Information:
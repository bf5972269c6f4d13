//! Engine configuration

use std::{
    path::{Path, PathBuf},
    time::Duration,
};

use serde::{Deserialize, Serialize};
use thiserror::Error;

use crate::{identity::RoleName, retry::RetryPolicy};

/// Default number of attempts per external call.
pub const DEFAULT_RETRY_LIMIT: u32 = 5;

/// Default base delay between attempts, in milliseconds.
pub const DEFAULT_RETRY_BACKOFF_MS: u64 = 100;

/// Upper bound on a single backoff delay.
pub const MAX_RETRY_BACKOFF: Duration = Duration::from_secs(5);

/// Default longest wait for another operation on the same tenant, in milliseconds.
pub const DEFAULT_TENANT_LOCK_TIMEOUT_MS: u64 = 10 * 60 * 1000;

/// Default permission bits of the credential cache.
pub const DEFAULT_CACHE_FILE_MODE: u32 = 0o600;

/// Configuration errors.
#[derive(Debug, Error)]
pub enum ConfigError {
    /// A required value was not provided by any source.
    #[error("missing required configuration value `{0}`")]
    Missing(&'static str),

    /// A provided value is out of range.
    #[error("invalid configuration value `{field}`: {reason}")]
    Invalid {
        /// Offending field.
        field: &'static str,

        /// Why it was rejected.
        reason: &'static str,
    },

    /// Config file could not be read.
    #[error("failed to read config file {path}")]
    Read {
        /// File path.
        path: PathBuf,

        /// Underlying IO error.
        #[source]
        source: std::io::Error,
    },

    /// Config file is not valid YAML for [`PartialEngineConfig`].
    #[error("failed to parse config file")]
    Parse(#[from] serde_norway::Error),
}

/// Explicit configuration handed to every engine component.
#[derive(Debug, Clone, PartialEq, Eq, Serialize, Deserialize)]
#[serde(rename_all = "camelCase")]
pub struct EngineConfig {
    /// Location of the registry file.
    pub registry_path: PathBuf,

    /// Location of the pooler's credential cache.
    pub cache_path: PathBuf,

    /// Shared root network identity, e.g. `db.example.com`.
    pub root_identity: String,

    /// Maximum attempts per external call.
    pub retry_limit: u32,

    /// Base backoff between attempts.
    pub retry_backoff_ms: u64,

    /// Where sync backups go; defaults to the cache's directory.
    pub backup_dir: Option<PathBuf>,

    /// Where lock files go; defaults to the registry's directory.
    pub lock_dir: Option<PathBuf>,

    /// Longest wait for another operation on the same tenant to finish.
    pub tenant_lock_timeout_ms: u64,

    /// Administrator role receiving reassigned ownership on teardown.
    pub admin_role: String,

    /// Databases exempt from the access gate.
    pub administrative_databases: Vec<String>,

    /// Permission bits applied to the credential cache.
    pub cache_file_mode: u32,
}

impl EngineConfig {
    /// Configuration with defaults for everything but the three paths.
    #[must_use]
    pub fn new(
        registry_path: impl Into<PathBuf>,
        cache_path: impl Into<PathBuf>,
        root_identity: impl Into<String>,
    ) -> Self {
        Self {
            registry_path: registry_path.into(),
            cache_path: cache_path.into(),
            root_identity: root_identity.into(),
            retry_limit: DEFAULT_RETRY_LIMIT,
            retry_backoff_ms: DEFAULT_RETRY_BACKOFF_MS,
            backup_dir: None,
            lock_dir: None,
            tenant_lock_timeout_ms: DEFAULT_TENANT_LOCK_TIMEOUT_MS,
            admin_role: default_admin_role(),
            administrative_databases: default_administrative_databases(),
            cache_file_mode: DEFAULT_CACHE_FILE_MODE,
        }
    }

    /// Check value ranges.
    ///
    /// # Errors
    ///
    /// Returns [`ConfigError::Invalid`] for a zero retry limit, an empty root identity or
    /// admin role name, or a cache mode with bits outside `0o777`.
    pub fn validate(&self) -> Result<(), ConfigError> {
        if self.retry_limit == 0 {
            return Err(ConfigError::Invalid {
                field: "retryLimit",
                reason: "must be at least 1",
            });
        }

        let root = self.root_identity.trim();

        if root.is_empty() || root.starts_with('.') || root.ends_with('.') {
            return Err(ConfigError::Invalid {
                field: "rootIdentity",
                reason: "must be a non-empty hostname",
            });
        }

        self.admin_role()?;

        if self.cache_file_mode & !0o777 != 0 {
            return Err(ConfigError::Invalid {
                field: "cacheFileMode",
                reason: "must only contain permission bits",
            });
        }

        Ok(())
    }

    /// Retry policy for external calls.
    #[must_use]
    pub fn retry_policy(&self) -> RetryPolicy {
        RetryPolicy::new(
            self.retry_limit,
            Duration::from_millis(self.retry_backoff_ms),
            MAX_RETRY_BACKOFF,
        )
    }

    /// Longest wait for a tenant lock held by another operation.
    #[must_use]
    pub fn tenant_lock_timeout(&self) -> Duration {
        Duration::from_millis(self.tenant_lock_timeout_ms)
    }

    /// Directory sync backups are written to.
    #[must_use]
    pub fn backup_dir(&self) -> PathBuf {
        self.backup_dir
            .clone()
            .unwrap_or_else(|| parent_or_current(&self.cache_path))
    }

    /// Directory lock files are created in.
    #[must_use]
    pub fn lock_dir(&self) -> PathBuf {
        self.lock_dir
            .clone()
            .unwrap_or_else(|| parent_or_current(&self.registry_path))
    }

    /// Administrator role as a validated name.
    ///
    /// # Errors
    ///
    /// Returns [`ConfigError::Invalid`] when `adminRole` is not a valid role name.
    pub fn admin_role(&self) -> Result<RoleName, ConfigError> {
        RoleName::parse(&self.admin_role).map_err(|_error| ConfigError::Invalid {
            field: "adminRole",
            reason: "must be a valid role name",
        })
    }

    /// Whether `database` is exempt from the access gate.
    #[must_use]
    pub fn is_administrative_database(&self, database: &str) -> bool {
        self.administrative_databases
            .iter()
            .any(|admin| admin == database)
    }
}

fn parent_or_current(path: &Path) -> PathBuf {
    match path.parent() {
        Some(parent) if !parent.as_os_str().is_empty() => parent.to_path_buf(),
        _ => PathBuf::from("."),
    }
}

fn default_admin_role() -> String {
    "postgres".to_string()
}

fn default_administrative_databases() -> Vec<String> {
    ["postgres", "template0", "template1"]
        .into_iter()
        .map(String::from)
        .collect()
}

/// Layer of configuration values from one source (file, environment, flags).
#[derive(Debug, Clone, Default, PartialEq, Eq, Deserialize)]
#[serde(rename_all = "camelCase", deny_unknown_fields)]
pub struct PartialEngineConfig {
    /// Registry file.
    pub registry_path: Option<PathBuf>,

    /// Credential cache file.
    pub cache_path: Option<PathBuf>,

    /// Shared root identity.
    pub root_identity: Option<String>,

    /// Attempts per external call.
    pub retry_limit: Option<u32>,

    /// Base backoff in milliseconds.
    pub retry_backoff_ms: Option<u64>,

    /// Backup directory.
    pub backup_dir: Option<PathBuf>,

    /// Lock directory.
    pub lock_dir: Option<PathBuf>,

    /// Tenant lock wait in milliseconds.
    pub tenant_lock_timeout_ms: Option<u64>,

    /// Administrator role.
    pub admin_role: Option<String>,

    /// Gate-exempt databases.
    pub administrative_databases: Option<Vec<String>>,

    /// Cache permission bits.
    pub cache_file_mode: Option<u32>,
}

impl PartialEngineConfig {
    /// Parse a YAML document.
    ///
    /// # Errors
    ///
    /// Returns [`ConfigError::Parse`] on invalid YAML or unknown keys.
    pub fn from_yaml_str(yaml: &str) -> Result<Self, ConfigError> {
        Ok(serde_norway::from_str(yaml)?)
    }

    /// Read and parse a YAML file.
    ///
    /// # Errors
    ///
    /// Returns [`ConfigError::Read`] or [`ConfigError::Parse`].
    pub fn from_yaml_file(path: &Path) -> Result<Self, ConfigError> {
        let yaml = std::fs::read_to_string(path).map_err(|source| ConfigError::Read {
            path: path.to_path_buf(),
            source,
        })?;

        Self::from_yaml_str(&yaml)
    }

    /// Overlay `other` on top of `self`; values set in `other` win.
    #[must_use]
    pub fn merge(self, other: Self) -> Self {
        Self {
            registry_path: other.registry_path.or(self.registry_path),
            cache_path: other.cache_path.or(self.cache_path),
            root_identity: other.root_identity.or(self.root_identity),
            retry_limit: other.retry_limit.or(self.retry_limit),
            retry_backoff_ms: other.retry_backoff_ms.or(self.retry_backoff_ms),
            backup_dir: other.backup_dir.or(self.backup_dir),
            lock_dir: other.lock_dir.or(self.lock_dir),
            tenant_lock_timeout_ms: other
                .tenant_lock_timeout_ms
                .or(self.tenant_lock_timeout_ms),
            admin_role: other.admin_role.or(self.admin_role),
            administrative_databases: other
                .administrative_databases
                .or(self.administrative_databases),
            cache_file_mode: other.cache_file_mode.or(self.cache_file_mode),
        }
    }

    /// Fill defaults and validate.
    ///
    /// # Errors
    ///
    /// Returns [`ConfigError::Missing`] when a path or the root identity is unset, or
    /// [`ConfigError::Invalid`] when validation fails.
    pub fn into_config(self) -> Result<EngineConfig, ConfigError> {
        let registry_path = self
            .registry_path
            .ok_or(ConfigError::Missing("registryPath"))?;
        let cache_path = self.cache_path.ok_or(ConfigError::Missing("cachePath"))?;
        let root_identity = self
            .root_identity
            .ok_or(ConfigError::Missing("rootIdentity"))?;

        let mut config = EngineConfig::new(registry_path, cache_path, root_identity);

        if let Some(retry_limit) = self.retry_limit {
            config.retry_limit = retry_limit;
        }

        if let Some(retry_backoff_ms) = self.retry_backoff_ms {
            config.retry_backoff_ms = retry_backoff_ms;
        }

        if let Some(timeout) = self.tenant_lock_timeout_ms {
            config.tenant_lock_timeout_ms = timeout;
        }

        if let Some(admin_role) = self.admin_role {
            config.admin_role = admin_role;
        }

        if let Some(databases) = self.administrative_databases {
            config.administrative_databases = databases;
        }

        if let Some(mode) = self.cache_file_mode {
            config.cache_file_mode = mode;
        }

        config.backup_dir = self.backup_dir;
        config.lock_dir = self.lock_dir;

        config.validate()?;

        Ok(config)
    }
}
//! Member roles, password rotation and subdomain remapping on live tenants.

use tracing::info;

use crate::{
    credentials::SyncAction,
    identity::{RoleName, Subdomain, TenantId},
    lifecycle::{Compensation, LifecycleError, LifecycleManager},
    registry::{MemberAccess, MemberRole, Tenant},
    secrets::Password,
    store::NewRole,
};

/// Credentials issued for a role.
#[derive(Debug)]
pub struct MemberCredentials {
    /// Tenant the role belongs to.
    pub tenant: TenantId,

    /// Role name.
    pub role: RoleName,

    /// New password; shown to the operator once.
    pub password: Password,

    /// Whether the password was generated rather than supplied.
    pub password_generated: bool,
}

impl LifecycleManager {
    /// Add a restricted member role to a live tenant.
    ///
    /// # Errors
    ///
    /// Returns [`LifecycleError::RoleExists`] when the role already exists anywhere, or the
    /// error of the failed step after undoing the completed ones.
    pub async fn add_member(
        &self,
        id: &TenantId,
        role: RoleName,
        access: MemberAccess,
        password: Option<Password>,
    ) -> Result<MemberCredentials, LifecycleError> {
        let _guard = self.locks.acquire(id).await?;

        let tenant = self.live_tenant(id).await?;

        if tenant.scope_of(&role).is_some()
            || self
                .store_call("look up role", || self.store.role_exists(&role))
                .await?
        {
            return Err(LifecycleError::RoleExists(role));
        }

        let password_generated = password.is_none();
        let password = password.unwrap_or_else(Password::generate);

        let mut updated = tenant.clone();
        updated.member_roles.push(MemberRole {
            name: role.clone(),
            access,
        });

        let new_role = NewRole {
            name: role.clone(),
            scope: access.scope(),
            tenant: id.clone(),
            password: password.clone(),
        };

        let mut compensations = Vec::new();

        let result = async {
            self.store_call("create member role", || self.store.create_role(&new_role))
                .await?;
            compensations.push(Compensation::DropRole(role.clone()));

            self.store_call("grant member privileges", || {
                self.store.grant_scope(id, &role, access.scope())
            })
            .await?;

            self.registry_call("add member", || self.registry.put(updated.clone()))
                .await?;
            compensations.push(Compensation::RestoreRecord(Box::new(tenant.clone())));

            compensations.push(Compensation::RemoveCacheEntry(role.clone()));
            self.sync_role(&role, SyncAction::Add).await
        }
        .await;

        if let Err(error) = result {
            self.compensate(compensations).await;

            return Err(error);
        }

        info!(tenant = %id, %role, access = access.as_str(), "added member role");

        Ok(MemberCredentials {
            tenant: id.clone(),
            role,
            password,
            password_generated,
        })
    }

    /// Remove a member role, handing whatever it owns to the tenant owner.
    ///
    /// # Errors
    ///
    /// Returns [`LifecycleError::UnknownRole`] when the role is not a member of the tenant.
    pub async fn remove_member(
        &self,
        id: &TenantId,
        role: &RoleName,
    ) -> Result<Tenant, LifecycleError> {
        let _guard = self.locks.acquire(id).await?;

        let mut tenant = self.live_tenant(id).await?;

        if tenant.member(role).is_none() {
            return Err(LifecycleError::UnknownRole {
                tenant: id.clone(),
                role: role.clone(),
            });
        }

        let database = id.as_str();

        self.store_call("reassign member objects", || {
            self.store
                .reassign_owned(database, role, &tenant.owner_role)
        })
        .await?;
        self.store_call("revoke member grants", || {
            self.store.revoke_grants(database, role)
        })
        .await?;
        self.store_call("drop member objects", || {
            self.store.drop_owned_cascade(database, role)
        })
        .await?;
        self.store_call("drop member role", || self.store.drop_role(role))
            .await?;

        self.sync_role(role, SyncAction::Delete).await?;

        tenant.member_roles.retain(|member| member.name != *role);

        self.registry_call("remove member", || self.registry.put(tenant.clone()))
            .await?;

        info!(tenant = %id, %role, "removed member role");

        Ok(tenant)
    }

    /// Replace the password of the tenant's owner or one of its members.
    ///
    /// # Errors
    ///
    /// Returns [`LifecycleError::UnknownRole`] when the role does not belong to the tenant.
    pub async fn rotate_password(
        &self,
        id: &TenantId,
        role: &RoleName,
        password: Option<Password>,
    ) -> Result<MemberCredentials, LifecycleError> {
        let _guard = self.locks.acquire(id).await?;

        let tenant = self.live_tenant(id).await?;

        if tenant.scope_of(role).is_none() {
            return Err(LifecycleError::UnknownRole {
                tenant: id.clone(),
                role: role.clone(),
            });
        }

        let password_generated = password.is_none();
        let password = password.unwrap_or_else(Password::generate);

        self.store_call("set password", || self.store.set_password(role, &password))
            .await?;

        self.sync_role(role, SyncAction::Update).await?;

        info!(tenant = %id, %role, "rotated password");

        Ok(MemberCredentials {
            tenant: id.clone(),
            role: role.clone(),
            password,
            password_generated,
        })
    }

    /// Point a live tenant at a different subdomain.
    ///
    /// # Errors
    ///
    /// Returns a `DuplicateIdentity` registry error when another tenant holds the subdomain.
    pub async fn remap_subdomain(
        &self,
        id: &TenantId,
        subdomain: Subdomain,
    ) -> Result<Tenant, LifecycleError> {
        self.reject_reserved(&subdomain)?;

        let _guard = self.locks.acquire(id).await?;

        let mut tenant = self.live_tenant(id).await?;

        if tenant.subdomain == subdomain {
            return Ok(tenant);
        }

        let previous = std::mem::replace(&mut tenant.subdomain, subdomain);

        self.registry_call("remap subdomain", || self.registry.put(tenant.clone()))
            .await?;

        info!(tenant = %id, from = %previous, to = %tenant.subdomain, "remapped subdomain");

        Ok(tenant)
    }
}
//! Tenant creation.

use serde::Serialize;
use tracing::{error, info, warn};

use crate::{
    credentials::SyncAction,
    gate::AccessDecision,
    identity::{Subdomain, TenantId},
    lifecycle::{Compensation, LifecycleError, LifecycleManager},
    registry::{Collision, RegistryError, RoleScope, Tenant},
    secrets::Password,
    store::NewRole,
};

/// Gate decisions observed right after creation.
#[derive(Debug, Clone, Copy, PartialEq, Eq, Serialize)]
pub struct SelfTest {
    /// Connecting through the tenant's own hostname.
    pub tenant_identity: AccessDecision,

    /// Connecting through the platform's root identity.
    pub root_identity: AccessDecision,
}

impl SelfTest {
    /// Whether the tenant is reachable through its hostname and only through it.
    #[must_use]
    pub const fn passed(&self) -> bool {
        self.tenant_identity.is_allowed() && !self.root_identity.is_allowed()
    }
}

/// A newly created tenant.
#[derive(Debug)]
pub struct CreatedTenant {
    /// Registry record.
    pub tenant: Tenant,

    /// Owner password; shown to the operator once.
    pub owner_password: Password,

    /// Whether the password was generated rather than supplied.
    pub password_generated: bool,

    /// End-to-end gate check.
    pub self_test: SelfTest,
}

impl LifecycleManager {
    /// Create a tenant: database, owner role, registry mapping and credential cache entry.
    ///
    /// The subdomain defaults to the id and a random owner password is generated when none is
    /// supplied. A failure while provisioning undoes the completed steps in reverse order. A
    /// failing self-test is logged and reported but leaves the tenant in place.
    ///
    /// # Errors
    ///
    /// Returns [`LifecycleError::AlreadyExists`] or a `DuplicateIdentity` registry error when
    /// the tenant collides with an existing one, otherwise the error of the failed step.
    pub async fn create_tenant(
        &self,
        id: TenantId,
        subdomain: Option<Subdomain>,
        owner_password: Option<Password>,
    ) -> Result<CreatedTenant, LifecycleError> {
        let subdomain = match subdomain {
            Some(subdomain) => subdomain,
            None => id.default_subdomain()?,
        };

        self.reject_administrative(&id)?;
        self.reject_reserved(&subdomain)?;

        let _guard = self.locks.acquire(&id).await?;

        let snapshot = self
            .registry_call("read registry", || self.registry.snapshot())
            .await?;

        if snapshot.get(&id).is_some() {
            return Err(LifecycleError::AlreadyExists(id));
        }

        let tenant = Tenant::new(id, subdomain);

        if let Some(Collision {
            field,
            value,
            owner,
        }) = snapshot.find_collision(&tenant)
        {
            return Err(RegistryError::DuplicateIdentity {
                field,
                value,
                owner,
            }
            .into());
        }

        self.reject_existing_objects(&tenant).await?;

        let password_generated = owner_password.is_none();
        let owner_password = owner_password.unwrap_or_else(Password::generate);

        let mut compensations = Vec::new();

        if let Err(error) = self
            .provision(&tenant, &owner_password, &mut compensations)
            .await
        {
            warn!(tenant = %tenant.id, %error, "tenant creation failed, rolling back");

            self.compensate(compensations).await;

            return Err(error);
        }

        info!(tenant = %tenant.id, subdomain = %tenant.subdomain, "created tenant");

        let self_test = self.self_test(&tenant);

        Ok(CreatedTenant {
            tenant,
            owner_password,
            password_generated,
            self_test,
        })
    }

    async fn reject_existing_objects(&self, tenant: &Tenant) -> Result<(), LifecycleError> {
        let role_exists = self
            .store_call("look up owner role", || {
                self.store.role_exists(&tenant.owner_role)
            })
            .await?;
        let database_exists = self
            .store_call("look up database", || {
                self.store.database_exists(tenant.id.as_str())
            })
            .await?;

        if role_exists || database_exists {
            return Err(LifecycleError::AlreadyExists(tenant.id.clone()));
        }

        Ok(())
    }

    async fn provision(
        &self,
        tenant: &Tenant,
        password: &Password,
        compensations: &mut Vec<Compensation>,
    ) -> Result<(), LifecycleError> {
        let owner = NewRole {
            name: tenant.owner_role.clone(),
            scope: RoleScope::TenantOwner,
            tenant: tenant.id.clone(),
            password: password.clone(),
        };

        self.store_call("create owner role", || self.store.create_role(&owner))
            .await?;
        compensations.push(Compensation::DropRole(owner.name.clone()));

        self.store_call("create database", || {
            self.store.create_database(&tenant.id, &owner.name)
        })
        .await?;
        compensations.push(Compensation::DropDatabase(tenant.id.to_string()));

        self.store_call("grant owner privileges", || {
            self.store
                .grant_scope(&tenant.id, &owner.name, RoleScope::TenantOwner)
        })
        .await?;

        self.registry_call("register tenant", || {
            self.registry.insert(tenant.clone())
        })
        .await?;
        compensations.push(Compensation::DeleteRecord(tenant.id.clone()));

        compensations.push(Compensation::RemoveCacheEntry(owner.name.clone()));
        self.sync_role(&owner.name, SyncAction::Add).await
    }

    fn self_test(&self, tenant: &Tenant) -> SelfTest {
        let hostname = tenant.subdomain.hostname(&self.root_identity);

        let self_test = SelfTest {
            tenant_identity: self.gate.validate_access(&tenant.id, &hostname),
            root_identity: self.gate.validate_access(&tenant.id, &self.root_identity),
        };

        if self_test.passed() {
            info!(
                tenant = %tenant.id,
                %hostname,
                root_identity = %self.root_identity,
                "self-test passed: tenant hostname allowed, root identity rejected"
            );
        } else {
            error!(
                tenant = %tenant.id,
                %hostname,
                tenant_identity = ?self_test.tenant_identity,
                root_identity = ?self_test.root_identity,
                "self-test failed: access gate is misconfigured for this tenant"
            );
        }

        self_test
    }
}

Exercise objective: Give again exactly, and only, the lines above starting at the one with "by any source." and ending at the one with "Shared root network".

Solution to this problem:
    /// A required value was not provided by any source.
    #[error("missing required configuration value `{0}`")]
    Missing(&'static str),

    /// A provided value is out of range.
    #[error("invalid configuration value `{field}`: {reason}")]
    Invalid {
        /// Offending field.
        field: &'static str,

        /// Why it was rejected.
        reason: &'static str,
    },

    /// Config file could not be read.
    #[error("failed to read config file {path}")]
    Read {
        /// File path.
        path: PathBuf,

        /// Underlying IO error.
        #[source]
        source: std::io::Error,
    },

    /// Config file is not valid YAML for [`PartialEngineConfig`].
    #[error("failed to parse config file")]
    Parse(#[from] serde_norway::Error),
}

/// Explicit configuration handed to every engine component.
#[derive(Debug, Clone, PartialEq, Eq, Serialize, Deserialize)]
#[serde(rename_all = "camelCase")]
pub struct EngineConfig {
    /// Location of the registry file.
    pub registry_path: PathBuf,

    /// Location of the pooler's credential cache.
    pub cache_path: PathBuf,

    /// Shared root network identity, e.g. `db.example.com`.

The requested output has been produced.